Critères McDonald pour le diagnostic de la sclérose en plaques (SEP) - résumé des changements entre les guides 2017 et 2024

Comparaison sommaire : critères 2017 vs. 2024

• Sites anatomiques (dissémination dans l'espace - DIS)
  • Critères de McDonald 2017 :
    • limité à 4 régions (périventriculaire, corticale/juxtacorticale, infratentorielle et moelle épinière)
  • 2024 Critères de McDonald :
    • étendus à 5 régions (le nerf optique a été officiellement ajouté comme cinquième zone de diagnostic)
• Exigence de dissémination dans le temps (DIT)
  • Critères de McDonald 2017 :
    • toujours obligatoire de prouver une division temporelle par le biais d'attaques cliniques distinctes, de caractéristiques IRM spécifiques ou de bandes de liquide céphalorachidien
  • 2024 Critères de McDonald :
    • peuvent être entièrement contournés si le patient présente des lésions typiques et caractéristiques dans au moins 4 des 5 zones anatomiques.
• Marqueurs IRM avancés
  • Critères de McDonald 2017 :
    • non inclus formellement dans les critères de base.
  • Critères de McDonald 2024 :
    • Le signe de la veine centrale (CVS) et les lésions du rebord paramagnétique (PRL) sont désormais formellement intégrés pour améliorer la spécificité du diagnostic et exclure les sosies.
• Biomarqueurs des fluides
  • Critères de McDonald 2017 :
    • les bandes oligoclonales (OCB) provenant d'une ponction lombaire étaient le seul biomarqueur liquidien reconnu.
  • 2024 Critères de McDonald :
    • L'indice des chaînes légères libres kappa (kFLC) est désormais officiellement reconnu et totalement interchangeable avec les OCB.
• Limites d'âge et risques vasculaires
  • Critères de McDonald 2017 :
    • n'offrent que des conseils généraux et prudents aux cliniciens qui diagnostiquent des populations plus âgées.
  • Critères de McDonald 2024 :
    • met en œuvre des seuils biologiques stricts et des mesures de protection pour les patients âgés de 50 ans et plus afin d'éviter que des modifications normales de la substance blanche liées à l'âge ne soient diagnostiquées à tort comme une SEP.

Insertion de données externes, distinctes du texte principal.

// SPDX-License-Identifier: BUSL-1.1
// Copyright (c) 2026 Alfred Jean LLC

//! Warden Daemon (wardend)
//!
//! Per-user (or process-1) service supervisor that owns the event loop and
//! dispatches work.
//!
//! Architecture:
//! - Connection tasks: read framed requests, emit events, write responses
//! - Main loop: multiplexes events, signals, accepts, and the idle timeout,
//!   processing exactly one occurrence at a time

// Allow panic!/unwrap/expect in test code
#![cfg_attr(test, allow(clippy::panic))]
#![cfg_attr(test, allow(clippy::unwrap_used))]
#![cfg_attr(test, allow(clippy::expect_used))]

mod bridge;
mod env;
mod event;
mod init;
mod job;
mod lifecycle;
mod listener;
mod logging;
mod rlimits;
mod spawn;
mod supervisor;

use std::io::Write;
use std::process::ExitCode;

use tokio::signal::unix::{signal, SignalKind};
use tokio::sync::mpsc;
use tracing::{debug, error, info, trace};

use crate::lifecycle::{Config, LifecycleError, ServerHandle};
use crate::supervisor::Supervisor;

#[derive(Default)]
struct Flags {
    debug: bool,
    verbose: bool,
    single_user: bool,
    safe_boot: bool,
}

#[tokio::main]
async fn main() -> ExitCode {
    let flags = parse_flags(std::env::args().skip(1));
    let mut log = logging::init(flags.debug, flags.verbose);

    let is_init = init::is_init();
    if flags.single_user && is_init {
        info!("single-user boot requested");
    }
    if flags.safe_boot && is_init {
        info!("safe boot requested");
    }

    // Detach from whatever started us.
    let _ = nix::unistd::setsid();
    let _ = nix::unistd::chdir("/");

    let config = Config::load();
    let mut server = match lifecycle::server_init(&config) {
        Ok(server) => server,
        Err(LifecycleError::AlreadyRunning(dir)) => {
            info!("another supervisor holds {}; exiting", dir.display());
            return ExitCode::SUCCESS;
        }
        Err(e) => {
            error!("failed to start supervisor: {e}");
            return ExitCode::FAILURE;
        }
    };

    let (event_tx, mut event_rx) = mpsc::channel(256);
    let mut supervisor = Supervisor::new(event_tx, is_init);

    let mut sigterm = match signal(SignalKind::terminate()) {
        Ok(stream) => stream,
        Err(e) => {
            error!("failed to install signal handlers: {e}");
            return ExitCode::FAILURE;
        }
    };
    let Ok(mut sighup) = signal(SignalKind::hangup()) else { return ExitCode::FAILURE };
    let Ok(mut sigusr1) = signal(SignalKind::user_defined1()) else { return ExitCode::FAILURE };
    let Ok(mut sigusr2) = signal(SignalKind::user_defined2()) else { return ExitCode::FAILURE };
    let Ok(mut sigchld) = signal(SignalKind::child()) else { return ExitCode::FAILURE };
    observe_and_ignore();

    supervisor.reload_config();

    info!("supervisor ready on {}", config.socket_path.display());

    loop {
        supervisor.apply_pending_stdio();
        if server.is_none() && !supervisor.quiesced {
            // The socket prefix may have been read-only at startup.
            if let Ok(bound) = lifecycle::server_init(&config) {
                server = bound;
            }
        }

        let mut begin_shutdown = false;

        tokio::select! {
            event = event_rx.recv() => match event {
                Some(event) => supervisor.handle_event(event),
                None => break,
            },

            accepted = accept_next(&server), if server.is_some() && !supervisor.quiesced => {
                match accepted {
                    Ok(stream) => {
                        supervisor.register_conn(stream, None);
                    }
                    Err(e) => error!("accept error: {e}"),
                }
            }

            _ = sigterm.recv() => {
                info!("received SIGTERM");
                begin_shutdown = true;
            }

            _ = sighup.recv() => {
                init::reconcile_ttys();
                supervisor.reload_config();
            }

            _ = sigusr1.recv() => log.toggle_debug(),

            _ = sigusr2.recv() => log.toggle_verbose(),

            _ = sigchld.recv() => supervisor.reap_children(),

            // Re-armed on every event: an empty non-init instance that stays
            // empty for the whole window exits successfully.
            _ = tokio::time::sleep(env::idle_timeout()), if supervisor.is_idle() && !is_init => {
                info!("no jobs and nothing to wait for; exiting");
                break;
            }
        }

        if begin_shutdown || supervisor.take_shutdown_request() {
            if supervisor.shutdown() {
                break;
            }
            // Init goes quiescent: stop serving, keep reaping.
            server = None;
        }
    }

    lifecycle::cleanup(&config);
    info!("supervisor stopped");
    ExitCode::SUCCESS
}

async fn accept_next(server: &Option<ServerHandle>) -> std::io::Result<tokio::net::UnixStream> {
    match server {
        Some(handle) => handle.listener.accept().await.map(|(stream, _)| stream),
        None => std::future::pending().await,
    }
}

/// Signals that are observed (so they cannot kill the supervisor) but carry
/// no action.
fn observe_and_ignore() {
    let kinds = [
        SignalKind::interrupt(),
        SignalKind::pipe(),
        SignalKind::alarm(),
        SignalKind::io(),
        SignalKind::window_change(),
        SignalKind::from_raw(libc::SIGTSTP),
        SignalKind::from_raw(libc::SIGTTIN),
        SignalKind::from_raw(libc::SIGTTOU),
        SignalKind::from_raw(libc::SIGURG),
        SignalKind::from_raw(libc::SIGCONT),
        SignalKind::from_raw(libc::SIGXCPU),
        SignalKind::from_raw(libc::SIGXFSZ),
        SignalKind::from_raw(libc::SIGVTALRM),
        SignalKind::from_raw(libc::SIGPROF),
    ];

    for kind in kinds {
        match signal(kind) {
            Ok(mut stream) => {
                tokio::spawn(async move {
                    while stream.recv().await.is_some() {
                        trace!("ignored signal {:?}", kind);
                    }
                });
            }
            Err(e) => debug!("cannot observe signal {kind:?}: {e}"),
        }
    }
}

fn parse_flags(args: impl Iterator<Item = String>) -> Flags {
    let mut flags = Flags::default();

    for arg in args {
        let Some(opts) = arg.strip_prefix('-') else {
            eprintln!("ignoring unknown argument '{arg}'");
            usage(&mut std::io::stderr());
            continue;
        };
        for opt in opts.chars() {
            match opt {
                'd' => flags.debug = true,
                's' => flags.single_user = true,
                'v' => flags.verbose = true,
                'x' => flags.safe_boot = true,
                'h' => {
                    usage(&mut std::io::stdout());
                    std::process::exit(0);
                }
                other => {
                    eprintln!("ignoring unknown option '-{other}'");
                    usage(&mut std::io::stderr());
                }
            }
        }
    }

    flags
}

fn usage(out: &mut dyn Write) {
    let _ = writeln!(out, "wardend {}:", env!("CARGO_PKG_VERSION"));
    let _ = writeln!(out, "\t-d\tdebug logging");
    let _ = writeln!(out, "\t-s\tsingle-user mode hint (init only)");
    let _ = writeln!(out, "\t-v\tverbose logging");
    let _ = writeln!(out, "\t-x\tsafe-boot hint (init only)");
    let _ = writeln!(out, "\t-h\tthis usage statement");
}

#[cfg(test)]
#[path = "main_tests.rs"]
mod tests;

Un épisode clinique (syndrome clinique isolé - SCI)

• Critères de 2017 :
  • il fallait prouver que la maladie était active à la fois dans l'espace (DIS) et dans le temps (DIT) à l'aide d'IRM de suivi ou de bandes oligoclonales dans le liquide céphalo-rachidien (LCR).
• critères révisés de 2024 :
  • si un patient présente son tout premier épisode clinique, mais que son IRM de base montre des lésions typiques de la SEP dans 4 ou 5 des zones anatomiques reconnues, l'exigence de prouver la dissémination dans le temps (DIT) est complètement contournée et le patient peut être diagnostiqué immédiatement.

Plus d'un épisode clinique (antécédents de poussées-rémissions)

• Critères de 2017 :
  • si un patient présentait >=2 crises distinctes et des preuves cliniques objectives de >=2 lésions, aucun test supplémentaire n'était strictement nécessaire pour diagnostiquer la SEP (bien qu'une IRM ait toujours été effectuée pour confirmer).
• Critères révisés en 2024 :
  • reste inchangé
  • Toutefois, si le patient présente les épisodes cliniques, mais seulement des preuves d'une lésion, il n'est pas nécessaire de procéder à d'autres examens. une Les nouvelles règles de 2024 permettent de prouver beaucoup plus rapidement la "dissémination dans l'espace" en autorisant le nerf optique à compter comme une localisation ou en utilisant des marqueurs IRM avancés tels que le signe de la veine centrale (CVS) pour confirmer que la lésion unique est définitivement une SEP.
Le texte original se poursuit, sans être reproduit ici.